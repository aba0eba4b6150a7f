use serde::Serialize;

use crate::models::domain::{LearningRoadmap, McqItem, NotesDocument, WrittenQuestionItem};

#[derive(Debug, Serialize)]
pub struct QuestionsResponse<T: Serialize> {
    pub questions: Vec<T>,
}

pub type McqResponse = QuestionsResponse<McqItem>;
pub type WrittenResponse = QuestionsResponse<WrittenQuestionItem>;

#[derive(Debug, Serialize)]
pub struct NotesResponse {
    pub success: bool,
    pub subject: String,
    pub level: String,
    pub format: String,
    pub notes: NotesDocument,
}

#[derive(Debug, Serialize)]
pub struct RoadmapResponse {
    pub success: bool,
    #[serde(flatten)]
    pub roadmap: LearningRoadmap,
}

impl From<LearningRoadmap> for RoadmapResponse {
    fn from(roadmap: LearningRoadmap) -> Self {
        RoadmapResponse {
            success: true,
            roadmap,
        }
    }
}

#[derive(Debug, Serialize)]
#[serde(rename_all = "camelCase")]
pub struct SuggestionsResponse {
    pub raw_suggestions: String,
}

#[derive(Debug, Serialize)]
pub struct ConnectionTestResponse {
    pub success: bool,
    pub message: String,
    pub response: String,
}
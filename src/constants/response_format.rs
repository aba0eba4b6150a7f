//! The textual convention the parsers expect from the completion service.
//!
//! Prompts in [`super::prompts`] instruct the model to emit exactly this shape,
//! and the parsers in `services::parsers` compile these patterns. Bump
//! [`RESPONSE_FORMAT_VERSION`] whenever either side changes so they stay in sync.

pub const RESPONSE_FORMAT_VERSION: u32 = 2;

/// Start of an MCQ block: `1.` or `Question 1:` at the start of a line.
pub const MCQ_BLOCK_MARKER: &str = r"(?i)(?:^|\n)(?:\d+\.|Question\s+\d+:)";

/// Start of a written-question block: `1.` or `1)` at the start of a line.
pub const WRITTEN_BLOCK_MARKER: &str = r"(?:^|\n)(?:\d+\.|\d+\))";

/// A labeled answer choice line, e.g. `b) 22`.
pub const CHOICE_LINE: &str = r"^[a-d]\)";

/// The answer key line, e.g. `Correct Answer: b)`.
pub const CORRECT_ANSWER_LINE: &str = r"(?i)Correct Answer:\s*([a-d])\)";

/// Words that open the explanation paragraph of an MCQ block.
pub const EXPLANATION_CUE: &str = r"(?i)explanation|reason|because";

/// A fenced code region with an optional language tag.
pub const CODE_FENCE: &str = r"```([^\s`]*)[ \t]*\r?\n?((?s:.*?))```";

/// A Markdown heading of depth 1 to 3.
pub const NOTES_HEADING: &str = r"(?m)^#{1,3}[ \t]+([^\n]+)";

pub const CHOICES_PER_QUESTION: usize = 4;

/// Blocks with fewer non-empty lines than this cannot hold a question, four choices and a key.
pub const MIN_MCQ_BLOCK_LINES: usize = 5;

pub const MAX_NOTE_SECTIONS: usize = 10;

pub const DEFAULT_CATEGORY: &str = "Fundamentals";

pub const DEFAULT_DIFFICULTY: &str = "medium";
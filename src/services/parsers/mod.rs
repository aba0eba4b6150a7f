pub mod json_extract;
pub mod mcq_parser;
pub mod notes_parser;
pub mod written_parser;

pub use json_extract::extract_first_json_object;
pub use mcq_parser::{parse_mcq, ParseDefect};
pub use notes_parser::{parse_notes, sectionize};
pub use written_parser::{parse_categories, parse_written};
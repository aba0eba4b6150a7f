pub mod completion_client;
pub mod evaluation_service;
pub mod parsers;
pub mod quiz_service;
pub mod study_service;

pub use completion_client::{CompletionClient, CompletionError, HttpCompletionClient};
pub use evaluation_service::EvaluationService;
pub use quiz_service::QuizService;
pub use study_service::StudyService;
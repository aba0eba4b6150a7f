use serde_json::{Map, Value};

/// Finds the first JSON object embedded in free text.
///
/// Candidates are balanced `{...}` spans found by a depth scanner that ignores
/// braces inside string literals; the first candidate that parses as an object
/// wins. If none does, the greedy span from the first `{` to the last `}` is tried
/// as a last resort.
pub fn extract_first_json_object(text: &str) -> Option<Map<String, Value>> {
    let bytes = text.as_bytes();

    for (start, _) in text.match_indices('{') {
        if let Some(end) = balanced_end(bytes, start) {
            if let Ok(Value::Object(map)) = serde_json::from_str(&text[start..=end]) {
                return Some(map);
            }
        }
    }

    let start = text.find('{')?;
    let end = text.rfind('}')?;
    if end <= start {
        return None;
    }

    match serde_json::from_str(&text[start..=end]) {
        Ok(Value::Object(map)) => Some(map),
        _ => None,
    }
}

/// Index of the `}` closing the object opened at `start`, if the text balances.
fn balanced_end(bytes: &[u8], start: usize) -> Option<usize> {
    let mut depth = 0usize;
    let mut in_string = false;
    let mut escaped = false;

    for (offset, &byte) in bytes[start..].iter().enumerate() {
        if in_string {
            match byte {
                _ if escaped => escaped = false,
                b'\\' => escaped = true,
                b'"' => in_string = false,
                _ => {}
            }
            continue;
        }

        match byte {
            b'"' => in_string = true,
            b'{' => depth += 1,
            b'}' => {
                depth -= 1;
                if depth == 0 {
                    return Some(start + offset);
                }
            }
            _ => {}
        }
    }

    None
}

#[cfg(test)]
mod tests {
    use super::*;
    use serde_json::json;

    fn extract(text: &str) -> Option<Value> {
        extract_first_json_object(text).map(Value::Object)
    }

    #[test]
    fn extracts_bare_object() {
        assert_eq!(
            extract(r#"{"score": 80, "comments": "good"}"#),
            Some(json!({"score": 80, "comments": "good"}))
        );
    }

    #[test]
    fn extracts_object_wrapped_in_prose_and_fences() {
        let text = "Here is my evaluation:\n```json\n{\"score\": 72, \"suggestions\": [\"more detail\"]}\n```\nHope this helps!";
        assert_eq!(
            extract(text),
            Some(json!({"score": 72, "suggestions": ["more detail"]}))
        );
    }

    #[test]
    fn braces_inside_strings_do_not_confuse_the_scanner() {
        let text = r#"Result: {"score": 90, "comments": "Use {braces} wisely }"} and {"other": 1}"#;
        assert_eq!(
            extract(text),
            Some(json!({"score": 90, "comments": "Use {braces} wisely }"}))
        );
    }

    #[test]
    fn nested_objects_are_kept_whole() {
        let text = r#"{"score": 60, "detail": {"clarity": 3}} trailing {"score": 1}"#;
        assert_eq!(
            extract(text),
            Some(json!({"score": 60, "detail": {"clarity": 3}}))
        );
    }

    #[test]
    fn escaped_quotes_inside_strings_are_handled() {
        let text = r#"{"comments": "She said \"{hi}\"", "score": 55}"#;
        assert_eq!(
            extract(text),
            Some(json!({"comments": "She said \"{hi}\"", "score": 55}))
        );
    }

    #[test]
    fn skips_unparseable_candidate_and_takes_next() {
        let text = r#"{not json} then {"score": 40}"#;
        assert_eq!(extract(text), Some(json!({"score": 40})));
    }

    #[test]
    fn returns_none_without_object() {
        assert_eq!(extract("no json here"), None);
        assert_eq!(extract("} backwards {"), None);
        assert_eq!(extract(r#"{"unterminated": "#), None);
        assert_eq!(extract("[1, 2, 3]"), None);
    }
}
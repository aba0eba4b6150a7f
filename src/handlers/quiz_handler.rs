use actix_web::{post, web, HttpResponse};
use validator::Validate;

use crate::{
    app_state::AppState,
    errors::AppError,
    models::dto::{
        request::{GenerateMcqRequest, GenerateWrittenRequest},
        response::QuestionsResponse,
    },
};

#[post("/generate-mcq")]
pub async fn generate_mcq(
    state: web::Data<AppState>,
    request: web::Json<GenerateMcqRequest>,
) -> Result<HttpResponse, AppError> {
    request.validate()?;
    let question_count = request.question_count()?;

    let questions = state
        .quiz_service
        .generate_mcq(&request.topic, question_count)
        .await?;
    Ok(HttpResponse::Ok().json(QuestionsResponse { questions }))
}

#[post("/generate-written")]
pub async fn generate_written(
    state: web::Data<AppState>,
    request: web::Json<GenerateWrittenRequest>,
) -> Result<HttpResponse, AppError> {
    request.validate()?;
    let question_count = request.question_count()?;

    let questions = state
        .quiz_service
        .generate_written(
            &request.topic,
            question_count,
            request.difficulty.as_deref(),
            request.categories.as_deref(),
        )
        .await?;
    Ok(HttpResponse::Ok().json(QuestionsResponse { questions }))
}
#[cfg(test)]
pub mod fixtures {
    /// Three well-formed questions (answers b, a, d) after a chatty preamble,
    /// followed by one block with only three choices.
    pub const MCQ_COMPLETION: &str = r#"Sure! Here are your multiple-choice questions.

1. Which keyword moves a closure's captured variables into it?
a) ref
b) move
c) static
d) dyn
Correct Answer: b)
Explanation: move forces the closure to take ownership of what it captures.

2. What does the ? operator do on an Err value?
a) Returns the error early from the function
b) Panics with the error message
c) Converts it into None
d) Ignores it and continues
Correct Answer: a)
Explanation: The operator propagates the error to the caller after converting it with From.

3. Which trait allows a type to be duplicated with a simple bit copy?
a) Clone
b) Send
c) Sized
d) Copy
Correct Answer: d)
Explanation: Copy types are duplicated implicitly by copying their bits.

4. Which of these is not a primitive type?
a) u8
b) String
c) bool
Correct Answer: b)
Explanation: String is a heap-allocated collection type."#;

    pub const MCQ_WITH_CODE: &str = r#"1. What does the following code output?
```javascript
console.log(2 + "2");
```
a) 4
b) "22"
c) NaN
d) TypeError
Correct Answer: b)
Explanation: The number is coerced to a string before concatenation."#;

    /// Lines inside the fence look like answer choices.
    pub const MCQ_WITH_TRICKY_CODE: &str = r#"1. What does this snippet print?
```python
options = """
a) foo
b) bar
"""
print(options.count(")"))
```
a) 1
b) 2
c) 3
d) None
Correct Answer: b)
Explanation: The string holds two closing parentheses, one per labeled line."#;

    pub const WRITTEN_COMPLETION: &str = r#"1. Explain the concept of ownership in Rust and how it prevents use-after-free bugs.

2. Compare borrowing with reference counting. When would you reach for Rc<T> instead of a plain reference?

3. Describe how lifetimes let the compiler check that references stay valid, using a short example."#;

    pub const NOTES_COMPLETION: &str = r#"# Ownership in Rust

## Introduction
Every value has a single owner.

## Borrowing
References let you use a value without taking ownership.
- Shared references: `&T`
- Mutable references: `&mut T`

## Summary
Ownership and borrowing make memory safety a compile-time guarantee."#;

    /// A verdict as a model tends to return it: JSON wrapped in prose.
    pub fn evaluation_reply(score: i64, comments: &str) -> String {
        format!(
            "Here is my evaluation:\n{{\"score\": {}, \"comments\": \"{}\", \"suggestions\": [\"Add an example.\"]}}",
            score, comments
        )
    }
}

#[cfg(test)]
mod tests {
    use super::fixtures::*;
    use crate::services::{evaluation_service::parse_evaluation, parsers::parse_mcq};

    #[test]
    fn test_fixtures_mcq_completion_has_four_numbered_blocks() {
        assert_eq!(MCQ_COMPLETION.matches("Correct Answer:").count(), 4);
        assert_eq!(parse_mcq(MCQ_COMPLETION).len(), 3);
    }

    #[test]
    fn test_fixtures_evaluation_reply_parses() {
        let item = parse_evaluation(&evaluation_reply(82, "Clear and correct")).unwrap();
        assert_eq!(item.score, 82);
        assert_eq!(item.comments, "Clear and correct");
        assert_eq!(item.suggestions, vec!["Add an example."]);
    }
}
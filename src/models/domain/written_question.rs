use serde::{Deserialize, Serialize};

#[derive(Clone, Debug, PartialEq, Eq, Deserialize, Serialize)]
pub struct WrittenQuestionItem {
    #[serde(rename = "question")]
    pub question_text: String,
    pub category: String,
    pub difficulty: String,
}
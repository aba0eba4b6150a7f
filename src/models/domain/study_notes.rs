use serde::{Deserialize, Serialize};

#[derive(Clone, Debug, PartialEq, Eq, Deserialize, Serialize)]
pub struct NoteSection {
    pub title: String,
    pub content: String,
}

#[derive(Clone, Debug, PartialEq, Eq, Deserialize, Serialize)]
#[serde(rename_all = "camelCase")]
pub struct NotesDocument {
    pub title: String,
    pub level: String,
    pub sections: Vec<NoteSection>, // never empty, at most MAX_NOTE_SECTIONS
    pub full_text: String,          // untruncated source text
}

/// A generated learning plan and its phases split out at the headings.
#[derive(Clone, Debug, PartialEq, Eq, Deserialize, Serialize)]
pub struct LearningRoadmap {
    pub topic: String,
    pub timeframe: String,
    pub level: String,
    pub roadmap: String,
    pub sections: Vec<NoteSection>,
}

#[cfg(test)]
mod tests {
    use super::*;

    #[test]
    fn notes_document_uses_full_text_wire_name() {
        let doc = NotesDocument {
            title: "Graphs".to_string(),
            level: "intermediate".to_string(),
            sections: vec![NoteSection {
                title: "Graphs".to_string(),
                content: "Nodes and edges.".to_string(),
            }],
            full_text: "Nodes and edges.".to_string(),
        };

        let json = serde_json::to_value(&doc).unwrap();
        assert_eq!(json["fullText"], "Nodes and edges.");
        assert_eq!(json["sections"][0]["title"], "Graphs");
    }
}
impl MultiPlatformAggregator {
    pub fn new(config: &EngineConfig) -> Self {
        Self {
            flow: TakerFlowAnalyzer::new(&config.flow),
            detectors: Detector::standard_set(&config.detectors),
            consensus: config.consensus.clone(),
            scoring: config.scoring.clone(),
        }
    }

    // -------------------------------------------------------------------------
    // Step 1: per-exchange collection
    // -------------------------------------------------------------------------

    /// Run the flow analyzer and every detector on each exchange. A failing
    /// exchange is recorded and dropped; the rest proceed.
    pub fn collect(&self, symbol: &str, frames: Vec<ExchangeFrames>) -> CollectedMetrics {
        let mut collected = CollectedMetrics::default();

        for frame in frames {
            let exchange = frame.exchange.clone();
            match self.analyze_exchange(frame) {
                Ok(metrics) => {
                    if collected.platforms.insert(exchange.clone(), metrics).is_some() {
                        warn!(symbol, exchange = %exchange, "duplicate exchange frames, keeping the last");
                    }
                }
                Err(error) => {
                    warn!(symbol, exchange = %exchange, error = %error, "exchange dropped from cycle");
                    collected.failures.push(ExchangeFailure { exchange, error });
                }
            }
        }

        debug!(
            symbol,
            exchanges = collected.platforms.len(),
            failures = collected.failures.len(),
            "platform metrics collected"
        );

        collected
    }

    fn analyze_exchange(&self, frame: ExchangeFrames) -> EngineResult<PlatformMetrics> {
        let primary = CandleWindow::new(frame.primary)?;
        let confirmation = frame.confirmation.map(CandleWindow::new).transpose()?;

        let flow = self.flow.analyze(&primary)?;
        let as_of = primary.last_timestamp().unwrap_or_default();

        let input = DetectorInput {
            primary: &primary,
            confirmation: confirmation.as_ref(),
        };
        let mut events = Vec::new();
        for detector in &self.detectors {
            if let Some(event) = detector.detect(&input)? {
                events.push(event);
            }
        }

        Ok(PlatformMetrics {
            exchange: frame.exchange,
            as_of,
            flow,
            events,
        })
    }

    // -------------------------------------------------------------------------
    // Step 2: consensus
    // -------------------------------------------------------------------------

    pub fn get_market_consensus(&self, platforms: &PlatformMap) -> Consensus {
        let consensus = self.consensus_of(platforms);

        info!(
            consensus = %consensus.label,
            bullish = consensus.bullish,
            bearish = consensus.bearish,
            total = consensus.total,
            total_flow = format!("{:.2}", consensus.total_flow),
            trap = consensus.trap_suspected,
            "market consensus"
        );

        consensus
    }

    fn consensus_of(&self, platforms: &PlatformMap) -> Consensus {
        if platforms.is_empty() {
            return Consensus::empty();
        }

        let p = &self.consensus;
        let total = platforms.len();
        let bullish = platforms
            .values()
            .filter(|m| m.flow.net_flow > p.flow_deadband)
            .count();
        let bearish = platforms
            .values()
            .filter(|m| m.flow.net_flow < -p.flow_deadband)
            .count();
        let total_flow = sorted_sum(platforms.values().map(|m| m.flow.net_flow));
        let agreeing = bullish.max(bearish);

        let strong = agreeing as f64 / total as f64 >= p.strong_fraction
            && agreeing >= p.min_exchanges;
        let majority = agreeing * 2 > total;

        let mut label = if bullish > bearish {
            if strong {
                ConsensusLabel::StrongBullish
            } else if majority {
                ConsensusLabel::Bullish
            } else {
                ConsensusLabel::Neutral
            }
        } else if bearish > bullish {
            if strong {
                ConsensusLabel::StrongBearish
            } else if majority {
                ConsensusLabel::Bearish
            } else {
                ConsensusLabel::Neutral
            }
        } else {
            ConsensusLabel::Neutral
        };

        let mut trap_suspected = false;
        if label.direction() == Some(Direction::Long) && bullish < p.min_exchanges {
            label = ConsensusLabel::Neutral;
            trap_suspected = true;
        }
        if bullish > 0 && bearish > 0 && bullish < bearish {
            trap_suspected = true;
        }

        Consensus {
            label,
            agreeing,
            total,
            bullish,
            bearish,
            total_flow,
            trap_suspected,
        }
    }

    // -------------------------------------------------------------------------
    // Step 3: graded signals
    // -------------------------------------------------------------------------

    /// Score every candidate for `symbol`. `as_of` is the data timestamp
    /// stamped on each signal.
    pub fn analyze_signals(&self, platforms: &PlatformMap, symbol: &str, as_of: i64) -> Vec<Signal> {
        if platforms.is_empty() {
            return Vec::new();
        }

        let consensus = self.consensus_of(platforms);
        let total_net_flow = consensus.total_flow;

        // (kind, direction) -> supporting events, keyed deterministically.
        let mut candidates: BTreeMap<(SignalKind, Direction), Vec<(&str, &DetectionEvent)>> =
            BTreeMap::new();
        for (exchange, metrics) in platforms {
            for event in &metrics.events {
                candidates
                    .entry((event.kind, event.direction))
                    .or_default()
                    .push((exchange.as_str(), event));
            }
        }

        let mut signals = Vec::with_capacity(candidates.len() + 1);

        for ((kind, direction), support) in candidates {
            let mut exchanges: Vec<String> = support.iter().map(|(ex, _)| ex.to_string()).collect();
            exchanges.sort();
            exchanges.dedup();

            let snapshot = SignalSnapshot {
                price: median(support.iter().map(|(_, e)| e.price)),
                atr: median(support.iter().map(|(_, e)| e.atr)),
                total_net_flow,
                magnitude: support
                    .iter()
                    .map(|(_, e)| e.magnitude_pct)
                    .fold(0.0, f64::max),
                slope: median_opt(support.iter().filter_map(|(_, e)| e.slope)),
                anchor: median_opt(support.iter().filter_map(|(_, e)| e.anchor)),
            };

            signals.push(self.grade(
                symbol,
                as_of,
                kind,
                direction,
                consensus.label.alignment(direction),
                exchanges,
                self.ratios_aligned(platforms, direction),
                consensus.trap_suspected,
                snapshot,
            ));
        }

        if let Some(direction) = consensus.label.direction() {
            let mut exchanges: Vec<String> = platforms
                .iter()
                .filter(|(_, m)| m.flow.net_flow * direction.sign() > self.consensus.flow_deadband)
                .map(|(ex, _)| ex.clone())
                .collect();
            exchanges.sort();

            let supporting: Vec<&PlatformMetrics> =
                exchanges.iter().filter_map(|ex| platforms.get(ex)).collect();
            let snapshot = SignalSnapshot {
                price: median(supporting.iter().map(|m| m.flow.current_price)),
                atr: median(supporting.iter().map(|m| m.flow.atr)),
                total_net_flow,
                magnitude: consensus.agreeing as f64 / consensus.total as f64 * 100.0,
                slope: None,
                anchor: None,
            };

            signals.push(self.grade(
                symbol,
                as_of,
                SignalKind::Consensus,
                direction,
                consensus.label.alignment(direction),
                exchanges,
                self.ratios_aligned(platforms, direction),
                consensus.trap_suspected,
                snapshot,
            ));
        }

        signals.sort_by(|a, b| {
            b.grade
                .cmp(&a.grade)
                .then(b.score.cmp(&a.score))
                .then(a.kind.cmp(&b.kind))
                .then(a.direction.cmp(&b.direction))
        });

        signals
    }

    #[allow(clippy::too_many_arguments)]
    fn grade(
        &self,
        symbol: &str,
        as_of: i64,
        kind: SignalKind,
        direction: Direction,
        alignment: ConsensusAlignment,
        exchanges: Vec<String>,
        ratios_aligned: bool,
        trap_suspected: bool,
        snapshot: SignalSnapshot,
    ) -> Signal {
        let breakdown = weighted_score::score(
            &self.scoring.weights,
            &ScoreInputs {
                kind,
                direction,
                alignment,
                supporting_exchanges: exchanges.len(),
                ratios_aligned,
                trap_suspected,
            },
        );
        let grade = self.scoring.cutoffs.grade(breakdown.total);

        debug!(
            symbol,
            kind = %kind,
            direction = %direction,
            score = breakdown.total,
            grade = %grade,
            exchanges = ?exchanges,
            "signal graded"
        );

        Signal {
            grade,
            kind,
            direction,
            symbol: symbol.to_string(),
            timestamp: as_of,
            score: breakdown.total,
            exchanges,
            breakdown,
            snapshot,
        }
    }

    /// Every reporting exchange shows one-sided flow in `direction`.
    fn ratios_aligned(&self, platforms: &PlatformMap, direction: Direction) -> bool {
        let strong = self.scoring.strong_ratio;
        !platforms.is_empty()
            && platforms.values().all(|m| match direction {
                Direction::Long => m.flow.buy_sell_ratio.is_buy_dominant(strong),
                Direction::Short => m.flow.buy_sell_ratio.is_sell_dominant(strong),
            })
    }
}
--------------------------------------------------
Would you please repeat exactly the lines above, starting at the line with "ConsensusLabel::Bullish" and stopping at the line with "the data timestamp", both included?

▶ [Completed task]
                ConsensusLabel::Bullish
            } else {
                ConsensusLabel::Neutral
            }
        } else if bearish > bullish {
            if strong {
                ConsensusLabel::StrongBearish
            } else if majority {
                ConsensusLabel::Bearish
            } else {
                ConsensusLabel::Neutral
            }
        } else {
            ConsensusLabel::Neutral
        };

        let mut trap_suspected = false;
        if label.direction() == Some(Direction::Long) && bullish < p.min_exchanges {
            label = ConsensusLabel::Neutral;
            trap_suspected = true;
        }
        if bullish > 0 && bearish > 0 && bullish < bearish {
            trap_suspected = true;
        }

        Consensus {
            label,
            agreeing,
            total,
            bullish,
            bearish,
            total_flow,
            trap_suspected,
        }
    }

    // -------------------------------------------------------------------------
    // Step 3: graded signals
    // -------------------------------------------------------------------------

    /// Score every candidate for `symbol`. `as_of` is the data timestamp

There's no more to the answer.